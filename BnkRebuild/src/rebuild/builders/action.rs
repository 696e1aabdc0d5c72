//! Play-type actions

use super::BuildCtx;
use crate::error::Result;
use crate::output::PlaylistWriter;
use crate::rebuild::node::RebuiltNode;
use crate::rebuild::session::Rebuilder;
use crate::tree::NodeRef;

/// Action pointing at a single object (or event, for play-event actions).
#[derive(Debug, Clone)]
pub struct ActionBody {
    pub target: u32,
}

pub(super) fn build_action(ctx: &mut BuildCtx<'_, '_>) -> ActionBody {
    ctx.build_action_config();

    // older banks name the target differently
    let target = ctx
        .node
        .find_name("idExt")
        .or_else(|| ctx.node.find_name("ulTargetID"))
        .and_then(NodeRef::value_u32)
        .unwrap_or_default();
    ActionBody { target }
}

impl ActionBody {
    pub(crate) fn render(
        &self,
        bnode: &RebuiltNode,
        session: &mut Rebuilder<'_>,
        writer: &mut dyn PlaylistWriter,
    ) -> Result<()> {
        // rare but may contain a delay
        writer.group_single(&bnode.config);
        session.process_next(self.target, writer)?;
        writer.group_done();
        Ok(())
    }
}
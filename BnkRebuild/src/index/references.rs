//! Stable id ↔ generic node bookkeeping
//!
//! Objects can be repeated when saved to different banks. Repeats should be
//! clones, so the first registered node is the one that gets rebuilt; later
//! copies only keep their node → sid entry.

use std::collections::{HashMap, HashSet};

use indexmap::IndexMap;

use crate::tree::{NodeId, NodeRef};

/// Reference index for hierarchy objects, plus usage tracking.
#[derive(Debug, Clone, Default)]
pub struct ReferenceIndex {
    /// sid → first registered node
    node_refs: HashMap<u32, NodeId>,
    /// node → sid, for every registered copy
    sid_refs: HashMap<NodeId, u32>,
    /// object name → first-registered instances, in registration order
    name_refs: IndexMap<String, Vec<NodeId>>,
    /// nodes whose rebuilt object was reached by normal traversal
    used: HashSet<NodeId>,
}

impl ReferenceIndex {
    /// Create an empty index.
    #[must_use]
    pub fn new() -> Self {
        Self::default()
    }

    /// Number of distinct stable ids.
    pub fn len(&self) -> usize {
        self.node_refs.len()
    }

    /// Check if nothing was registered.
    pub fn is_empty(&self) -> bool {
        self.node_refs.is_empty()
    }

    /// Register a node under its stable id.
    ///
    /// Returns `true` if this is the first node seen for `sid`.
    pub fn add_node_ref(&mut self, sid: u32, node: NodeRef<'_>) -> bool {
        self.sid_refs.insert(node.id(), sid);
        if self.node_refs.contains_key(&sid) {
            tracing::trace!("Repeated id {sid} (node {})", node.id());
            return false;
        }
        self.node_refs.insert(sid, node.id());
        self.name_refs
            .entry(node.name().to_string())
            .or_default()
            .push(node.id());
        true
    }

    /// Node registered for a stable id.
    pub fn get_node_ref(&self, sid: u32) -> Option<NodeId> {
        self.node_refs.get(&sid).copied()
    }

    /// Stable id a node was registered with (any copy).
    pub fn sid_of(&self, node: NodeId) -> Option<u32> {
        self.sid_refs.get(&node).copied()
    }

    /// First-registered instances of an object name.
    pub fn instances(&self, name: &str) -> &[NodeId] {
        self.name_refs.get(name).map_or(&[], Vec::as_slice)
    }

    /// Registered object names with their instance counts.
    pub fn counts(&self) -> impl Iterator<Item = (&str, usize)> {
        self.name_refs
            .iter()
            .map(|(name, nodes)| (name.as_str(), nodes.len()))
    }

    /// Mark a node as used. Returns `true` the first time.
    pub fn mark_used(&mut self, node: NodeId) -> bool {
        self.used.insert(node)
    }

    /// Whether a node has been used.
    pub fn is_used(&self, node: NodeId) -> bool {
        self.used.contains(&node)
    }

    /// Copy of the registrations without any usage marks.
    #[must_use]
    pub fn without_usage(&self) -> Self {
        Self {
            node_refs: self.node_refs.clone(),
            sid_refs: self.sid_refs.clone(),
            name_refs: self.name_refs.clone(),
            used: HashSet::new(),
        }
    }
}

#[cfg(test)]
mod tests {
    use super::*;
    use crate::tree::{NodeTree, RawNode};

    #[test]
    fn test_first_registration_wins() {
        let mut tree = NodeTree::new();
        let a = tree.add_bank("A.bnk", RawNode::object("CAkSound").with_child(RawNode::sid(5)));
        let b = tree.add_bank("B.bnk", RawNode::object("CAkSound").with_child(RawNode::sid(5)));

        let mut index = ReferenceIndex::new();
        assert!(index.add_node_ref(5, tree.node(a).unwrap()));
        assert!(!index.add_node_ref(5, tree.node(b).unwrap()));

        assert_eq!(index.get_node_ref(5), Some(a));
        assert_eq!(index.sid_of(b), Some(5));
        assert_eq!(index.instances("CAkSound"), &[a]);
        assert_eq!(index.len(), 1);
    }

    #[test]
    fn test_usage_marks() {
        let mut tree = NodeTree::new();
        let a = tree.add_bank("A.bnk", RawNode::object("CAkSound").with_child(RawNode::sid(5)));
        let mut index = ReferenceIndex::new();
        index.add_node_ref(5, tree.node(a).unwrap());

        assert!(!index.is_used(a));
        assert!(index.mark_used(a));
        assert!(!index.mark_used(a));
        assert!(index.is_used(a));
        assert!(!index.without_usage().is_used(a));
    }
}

* [INSTRUCTIONS FOR THE TASK]:
Only the lines from the first line of the records through the line with "#[derive(Debug, Clone)]" should be reproduced, exactly and with nothing added.

* [FINISHED EXERCISE]:
filename BnkRebuild/src/rebuild/builders/action.rs
repository 696e1aabdc0d5c72
//! Play-type actions

use super::BuildCtx;
use crate::error::Result;
use crate::output::PlaylistWriter;
use crate::rebuild::node::RebuiltNode;
use crate::rebuild::session::Rebuilder;
use crate::tree::NodeRef;

/// Action pointing at a single object (or event, for play-event actions).
#[derive(Debug, Clone)]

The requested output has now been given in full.